The Pasadena lunch scene is improving, thanks to a growing number of casual restaurants. The latest arrival is Abricott, which is impressing Los Angeles hounds with its Vietnamese-influenced fare. “The decor is sweet and whimsical,” Chowpatty says. “[It has] a nicely-decorated private room in the back, a cozy nook where a couple can share a couch, and a roomy patio.”
The yellow vegetarian curry is creamy and not too spicy, with big chunks of potato and carrot and bits of mushroom and green beans, says Will Owen. There’s a pleasant, faint aftertaste of fish sauce. Will Owen suggests adding in some thick yogurt, which will transform the dish “from merely delicious to gorgeous.”
The pork belly banh mi is nontraditional (a new trend?): It comes on a soft roll (much like a Philly cheesesteak) instead of the usual baguette, and the pork belly is shaved thin and aggressively seasoned with a sweet and spicy barbecue sauce.

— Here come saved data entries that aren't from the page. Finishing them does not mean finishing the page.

use crate::api::types::Color;

/// A sphere mesh with a Phong-style material.
///
/// `emissive` is the hover-highlight channel: black when idle, set to a
/// fixed gray while a pointer ray intersects the sphere.
#[derive(Debug, Clone, Copy)]
pub struct SphereMesh {
    pub radius: f32,
    pub color: Color,
    pub emissive: Color,
    /// Phong specular exponent.
    pub shininess: f32,
}

impl SphereMesh {
    pub fn new(radius: f32, color: Color) -> Self {
        Self {
            radius,
            color,
            emissive: Color::BLACK,
            shininess: 30.0,
        }
    }
}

Other highlights include a Chinese almond salad, which Will Owen compares to a fresh kimchee slaw, and a trout papaya salad, which Chowpatty describes as flavorful and good, if not mind-blowing.
Will Owen reports that the kitchen is still figuring out the menu, and that the owner seems to be very focused on the food. “They are still working out the kinks,” says Harrison71. “But it is a nice environ, [and] the food is mostly good and reasonably priced.”